Shuichi Jono scite author profile

Vascular calcification is a common finding in atherosclerosis and a serious problem in diabetic and uremic patients. Because of the correlation of hyperphosphatemia and vascular calcification, the ability of extracellular inorganic phosphate levels to regulate human aortic smooth muscle cell (HSMC) culture mineralization in vitro was examined. HSMCs cultured in media containing normal physiological levels of inorganic phosphate (1.4 mmol/L) did not mineralize. In contrast, HSMCs cultured in media containing phosphate levels comparable to those seen in hyperphosphatemic individuals (>1.4 mmol/L) showed dose-dependent increases in mineral deposition. Mechanistic studies revealed that elevated phosphate treatment of HSMCs also enhanced the expression of the osteoblastic differentiation markers osteocalcin and Cbfa-1. The effects of elevated phosphate on HSMCs were mediated by a sodium-dependent phosphate cotransporter (NPC), as indicated by the ability of the specific NPC inhibitor phosphonoformic acid, to dose dependently inhibit phosphate-induced calcium deposition as well as osteocalcin and Cbfa-1 gene expression.
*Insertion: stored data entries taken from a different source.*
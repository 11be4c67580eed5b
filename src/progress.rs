//! Progress-callback trait for per-document extraction events.
//!
//! Inject an [`Arc<dyn ExtractionProgressCallback>`] via
//! [`crate::config::ExtractionConfigBuilder::progress_callback`] to receive
//! events as the worker pool processes each document. Callers forward them to
//! a terminal progress bar, a channel, or a job-status table without the
//! library knowing which.
//!
//! # Example
//!
//! ```rust
//! use edgequake_docmeta::{ExtractionConfig, ExtractionProgressCallback};
//! use std::sync::{Arc, atomic::{AtomicUsize, Ordering}};
//!
//! struct Counter(AtomicUsize);
//!
//! impl ExtractionProgressCallback for Counter {
//!     fn on_document_complete(&self, name: &str, _total: usize, fields: usize) {
//!         self.0.fetch_add(1, Ordering::SeqCst);
//!         eprintln!("{name}: {fields} fields");
//!     }
//! }
//!
//! let config = ExtractionConfig::builder()
//!     .progress_callback(Arc::new(Counter(AtomicUsize::new(0))))
//!     .build()
//!     .unwrap();
//! ```

use std::sync::Arc;

/// Called by the extraction pipeline as it processes each document.
///
/// Implementations must be `Send + Sync`: with a folder reference the
/// per-document methods are called concurrently from every worker. All
/// methods default to no-ops.
pub trait ExtractionProgressCallback: Send + Sync {
    /// Called once after the source has been resolved.
    fn on_batch_start(&self, total_documents: usize) {
        let _ = total_documents;
    }

    /// Called when a worker picks up a document.
    fn on_document_start(&self, name: &str, total_documents: usize) {
        let _ = (name, total_documents);
    }

    /// Called when a document produced an extraction result.
    ///
    /// `field_count` includes the system-added `Document URL` / `File Name`.
    fn on_document_complete(&self, name: &str, total_documents: usize, field_count: usize) {
        let _ = (name, total_documents, field_count);
    }

    /// Called when a document ended as a failure record.
    fn on_document_error(&self, name: &str, total_documents: usize, error: &str) {
        let _ = (name, total_documents, error);
    }

    /// Called once after every outcome has been aggregated.
    fn on_batch_complete(&self, total_documents: usize, success_count: usize) {
        let _ = (total_documents, success_count);
    }
}

/// A no-op implementation for callers that don't need progress events.
pub struct NoopProgressCallback;

impl ExtractionProgressCallback for NoopProgressCallback {}

/// Convenience alias matching the type stored in [`crate::config::ExtractionConfig`].
pub type ProgressCallback = Arc<dyn ExtractionProgressCallback>;

#[cfg(test)]
mod tests {
    use super::*;
    use std::sync::atomic::{AtomicUsize, Ordering};

    #[derive(Default)]
    struct TrackingCallback {
        starts: AtomicUsize,
        completes: AtomicUsize,
        errors: AtomicUsize,
        batch_total: AtomicUsize,
    }

    impl ExtractionProgressCallback for TrackingCallback {
        fn on_batch_start(&self, total_documents: usize) {
            self.batch_total.store(total_documents, Ordering::SeqCst);
        }

        fn on_document_start(&self, _name: &str, _total: usize) {
            self.starts.fetch_add(1, Ordering::SeqCst);
        }

        fn on_document_complete(&self, _name: &str, _total: usize, _fields: usize) {
            self.completes.fetch_add(1, Ordering::SeqCst);
        }

        fn on_document_error(&self, _name: &str, _total: usize, _error: &str) {
            self.errors.fetch_add(1, Ordering::SeqCst);
        }
    }

    #[test]
    fn noop_callback_does_not_panic() {
        let cb = NoopProgressCallback;
        cb.on_batch_start(2);
        cb.on_document_start("a.pdf", 2);
        cb.on_document_complete("a.pdf", 2, 5);
        cb.on_document_error("b.pdf", 2, "download failed");
        cb.on_batch_complete(2, 1);
    }

    #[test]
    fn tracking_callback_receives_events() {
        let cb: Arc<TrackingCallback> = Arc::default();
        let dyn_cb: ProgressCallback = cb.clone();

        dyn_cb.on_batch_start(3);
        dyn_cb.on_document_start("a.pdf", 3);
        dyn_cb.on_document_complete("a.pdf", 3, 4);
        dyn_cb.on_document_start("b.pdf", 3);
        dyn_cb.on_document_error("b.pdf", 3, "timeout");

        assert_eq!(cb.batch_total.load(Ordering::SeqCst), 3);
        assert_eq!(cb.starts.load(Ordering::SeqCst), 2);
        assert_eq!(cb.completes.load(Ordering::SeqCst), 1);
        assert_eq!(cb.errors.load(Ordering::SeqCst), 1);
    }
}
With the use of polymerase chain reaction and Northern blot analyses, the NPC in HSMCs was identified as Pit-1 (Glvr-1), a member of the novel type III NPCs. These data suggest that elevated phosphate may directly stimulate HSMCs to undergo phenotypic changes that predispose to calcification and offer a novel explanation of the phenomenon of vascular calcification under hyperphosphatemic conditions. The full text of this article is available at http://www.circresaha.org.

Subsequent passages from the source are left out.